Ubiquitous computing environments consist of heterogeneous mobile computing devices, which are required to be intelligent and self-manageable. Much progress has been made for such ubiquitous intelligent objects, which may be electronic labels/tags, RFIDs, MEMS devices, tiny sensors, and embedded software and agents, etc. What will be the future trends of these objects in terms of their capability, usability and dependability? (Prof. Cao).

 

2. Controllability of self-organized systems 

Future ubiquitous computing systems will consist of a large number of heterogeneous and autonomous elements and subsystems. Due to the dynamic nature of the behaviors and characteristics of those elements and subsystems, we need to design principles and architectures which enable these systems to be self-managable. The elements and subsystems should be able to acquire the current situation of the entire system, and adjust their behaviors accordingly. It will be the responsibility of the system designers to make sure that the global objectives are translated to local goals, and that the system stays within predefined borders of state space.
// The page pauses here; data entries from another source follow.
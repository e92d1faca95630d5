mod common;

use axum::body::Body;
use axum::http::{Request, StatusCode, header};
use chrono::{Duration, Utc};
use common::{PASSWORD, authed, get, json_request, spawn_app, spawn_app_with, test_config};
use serde_json::json;
use shieldline::db::models::Role;
use shieldline::service::passwords::hash_password;
use shieldline::service::tokens::{digest, random_token};

#[tokio::test]
async fn admin_routes_require_a_session() {
    let t = spawn_app().await;
    for uri in [
        "/api/admin/dashboard",
        "/api/admin/posts",
        "/api/admin/leads",
        "/api/admin/settings",
        "/api/leads",
    ] {
        let (status, body) = t.send(get(uri)).await;
        assert_eq!(status, StatusCode::UNAUTHORIZED, "{uri}");
        assert_eq!(body["error"]["code"], "UNAUTHORIZED");
    }

    let (status, _) = t
        .send(authed(get("/api/admin/dashboard"), "not-a-real-token"))
        .await;
    assert_eq!(status, StatusCode::UNAUTHORIZED);
}

#[tokio::test]
async fn user_role_is_forbidden() {
    let t = spawn_app().await;
    let token = t.staff_token("viewer@example.com", Role::User).await;

    let (status, body) = t.send(authed(get("/api/admin/dashboard"), &token)).await;
    assert_eq!(status, StatusCode::FORBIDDEN);
    assert_eq!(body["error"]["code"], "FORBIDDEN");

    let (status, _) = t.send(authed(get("/api/leads"), &token)).await;
    assert_eq!(status, StatusCode::FORBIDDEN);

    let (status, body) = t.send(authed(get("/api/auth/session"), &token)).await;
    assert_eq!(status, StatusCode::OK);
    assert_eq!(body["email"], "viewer@example.com");
    assert!(body.get("password_hash").is_none());
}

#[tokio::test]
async fn editor_manages_content_but_not_settings_or_users() {
    let t = spawn_app().await;
    let token = t.staff_token("editor@example.com", Role::Editor).await;

    let (status, _) = t
        .send(authed(
            json_request(
                "POST",
                "/api/admin/categories",
                &json!({"name": "Threat Intel"}),
            ),
            &token,
        ))
        .await;
    assert_eq!(status, StatusCode::CREATED);

    let (status, _) = t.send(authed(get("/api/admin/settings"), &token)).await;
    assert_eq!(status, StatusCode::FORBIDDEN);

    let (status, _) = t.send(authed(get("/api/admin/users"), &token)).await;
    assert_eq!(status, StatusCode::FORBIDDEN);

    let (status, _) = t.send(authed(get("/api/admin/leads"), &token)).await;
    assert_eq!(status, StatusCode::OK);
}

#[tokio::test]
async fn wrong_password_gives_no_hint() {
    let t = spawn_app().await;
    t.staff_token("admin@example.com", Role::Admin).await;

    let (status, known) = t
        .send(json_request(
            "POST",
            "/api/auth/login",
            &json!({"email": "admin@example.com", "password": "wrong-password"}),
        ))
        .await;
    assert_eq!(status, StatusCode::UNAUTHORIZED);

    let (status, unknown) = t
        .send(json_request(
            "POST",
            "/api/auth/login",
            &json!({"email": "ghost@example.com", "password": PASSWORD}),
        ))
        .await;
    assert_eq!(status, StatusCode::UNAUTHORIZED);
    assert_eq!(known, unknown);
}

#[tokio::test]
async fn login_sets_cookie_and_logout_ends_session() {
    let t = spawn_app().await;
    let token = t.staff_token("admin@example.com", Role::Admin).await;

    let resp_cookie = {
        use tower::ServiceExt;
        let resp = t
            .app
            .clone()
            .oneshot(json_request(
                "POST",
                "/api/auth/login",
                &json!({"email": "admin@example.com", "password": PASSWORD}),
            ))
            .await
            .unwrap();
        assert_eq!(resp.status(), StatusCode::OK);
        resp.headers()
            .get(header::SET_COOKIE)
            .unwrap()
            .to_str()
            .unwrap()
            .split(';')
            .next()
            .unwrap()
            .to_string()
    };
    assert!(resp_cookie.starts_with("shieldline_session="));

    let cookie_req = Request::builder()
        .uri("/api/admin/dashboard")
        .header(header::COOKIE, &resp_cookie)
        .body(Body::empty())
        .unwrap();
    let (status, body) = t.send(cookie_req).await;
    assert_eq!(status, StatusCode::OK);
    assert_eq!(body["posts"]["draft"], 0);

    let (status, _) = t
        .send(authed(
            Request::builder()
                .method("POST")
                .uri("/api/auth/logout")
                .body(Body::empty())
                .unwrap(),
            &token,
        ))
        .await;
    assert_eq!(status, StatusCode::NO_CONTENT);

    let (status, _) = t.send(authed(get("/api/auth/session"), &token)).await;
    assert_eq!(status, StatusCode::UNAUTHORIZED);
}

#[tokio::test]
async fn admin_cannot_delete_or_demote_themselves() {
    let t = spawn_app().await;
    let token = t.staff_token("admin@example.com", Role::Admin).await;
    let me = t
        .state
        .users()
        .find_by_email("admin@example.com")
        .await
        .unwrap()
        .unwrap();

    let (status, _) = t
        .send(authed(
            Request::builder()
                .method("DELETE")
                .uri(format!("/api/admin/users/{}", me.id))
                .body(Body::empty())
                .unwrap(),
            &token,
        ))
        .await;
    assert_eq!(status, StatusCode::BAD_REQUEST);

    let (status, _) = t
        .send(authed(
            json_request(
                "PATCH",
                &format!("/api/admin/users/{}", me.id),
                &json!({"role": "editor"}),
            ),
            &token,
        ))
        .await;
    assert_eq!(status, StatusCode::BAD_REQUEST);

    let (status, body) = t
        .send(authed(
            json_request(
                "POST",
                "/api/admin/users",
                &json!({
                    "email": "new.editor@example.com",
                    "name": "New Editor",
                    "password": "long-enough-pass",
                    "role": "editor"
                }),
            ),
            &token,
        ))
        .await;
    assert_eq!(status, StatusCode::CREATED);
    let editor_id = body["id"].as_i64().unwrap();

    let (status, _) = t
        .send(authed(
            json_request(
                "POST",
                "/api/admin/users",
                &json!({
                    "email": "NEW.editor@example.com",
                    "name": "Dup",
                    "password": "long-enough-pass",
                    "role": "user"
                }),
            ),
            &token,
        ))
        .await;
    assert_eq!(status, StatusCode::CONFLICT);

    let (status, _) = t
        .send(authed(
            Request::builder()
                .method("DELETE")
                .uri(format!("/api/admin/users/{editor_id}"))
                .body(Body::empty())
                .unwrap(),
            &token,
        ))
        .await;
    assert_eq!(status, StatusCode::NO_CONTENT);
}

#[tokio::test]
async fn settings_batch_upsert_exposes_only_public_keys() {
    let t = spawn_app().await;
    let token = t.staff_token("admin@example.com", Role::Admin).await;

    let (status, body) = t
        .send(authed(
            json_request(
                "PUT",
                "/api/admin/settings",
                &json!({"settings": [
                    {"key": "hotline", "value": "+1 555 0100", "is_public": true},
                    {"key": "crm_webhook", "value": {"url": "https://crm.internal"}}
                ]}),
            ),
            &token,
        ))
        .await;
    assert_eq!(status, StatusCode::OK);
    assert_eq!(body.as_array().unwrap().len(), 2);

    let (status, public) = t.send(get("/api/settings")).await;
    assert_eq!(status, StatusCode::OK);
    assert_eq!(public, json!({"hotline": "+1 555 0100"}));
}

#[tokio::test]
async fn expired_session_is_rejected_and_removed() {
    let t = spawn_app().await;
    let hash = hash_password(PASSWORD.to_string(), 4).await.unwrap();
    let user = t
        .state
        .users()
        .create("stale@example.com", "Stale", &hash, Role::Admin)
        .await
        .unwrap();
    let token = random_token();
    t.state
        .sessions()
        .create(user.id, &digest(&token), Utc::now() - Duration::minutes(5))
        .await
        .unwrap();

    let (status, body) = t.send(authed(get("/api/auth/session"), &token)).await;
    assert_eq!(status, StatusCode::UNAUTHORIZED);
    assert_eq!(body["error"]["code"], "UNAUTHORIZED");
    assert!(
        t.state
            .sessions()
            .find_by_hash(&digest(&token))
            .await
            .unwrap()
            .is_none()
    );
}

#[tokio::test]
async fn login_quota_returns_429() {
    let mut cfg = test_config();
    cfg.rate_limit.login_per_minute = 2;
    let t = spawn_app_with(cfg, None).await;
    let attempt = json!({"email": "nobody@example.com", "password": "guess-123"});

    for _ in 0..2 {
        let (status, _) = t
            .send(json_request("POST", "/api/auth/login", &attempt))
            .await;
        assert_eq!(status, StatusCode::UNAUTHORIZED);
    }
    let (status, body) = t
        .send(json_request("POST", "/api/auth/login", &attempt))
        .await;
    assert_eq!(status, StatusCode::TOO_MANY_REQUESTS);
    assert_eq!(body["error"]["code"], "RATE_LIMITED");
}

#[tokio::test]
async fn empty_or_blank_settings_are_rejected() {
    let t = spawn_app().await;
    let token = t.staff_token("admin@example.com", Role::Admin).await;

    for batch in [
        json!({"settings": []}),
        json!({"settings": [{"key": "   ", "value": "x"}]}),
    ] {
        let (status, body) = t
            .send(authed(
                json_request("PUT", "/api/admin/settings", &batch),
                &token,
            ))
            .await;
        assert_eq!(status, StatusCode::BAD_REQUEST, "{batch}");
        assert_eq!(body["error"]["code"], "VALIDATION_ERROR");
    }
    assert!(t.state.settings().list().await.unwrap().is_empty());
}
What will be the appropriate system architectures, which mechanisms are needed to enable flexible behavior without running out of control, and how can we keep control without stifling the creativity of self-organizing systems?. (Prof. Muller-Schloer)

 

3. Services and applications in ubiquitous and autonomic computing

The purpose of ubiquitous and autonomic computing environments is to enable the “anytime, anywhere” computing capabilities of users. Such environments should be able to incorporate heterogeneous services and applications. Substantial research has been done on the development of trustworthy grid/p2p services, pervasive context-aware and mobile services. The integration of such services and applications into ubiquitous and autonomic computing environments require techniques from various layers in the system architecture. What are the major challenges in developing mobile services in context-aware ubiquitous computing environments? (Prof. Indulska)

 

Systems in ubiquitous and autonomic computing environments are susceptible to malicious attacks, and hence all the systems, services and applications in such environments need to be trustworthy. Following the position statements of the three panelists, the two discussants (Prof. Kunii and Prof. Schmeck) will lead the discussions, including the issues related to the trust of these systems. The discussions will also be open to the floor.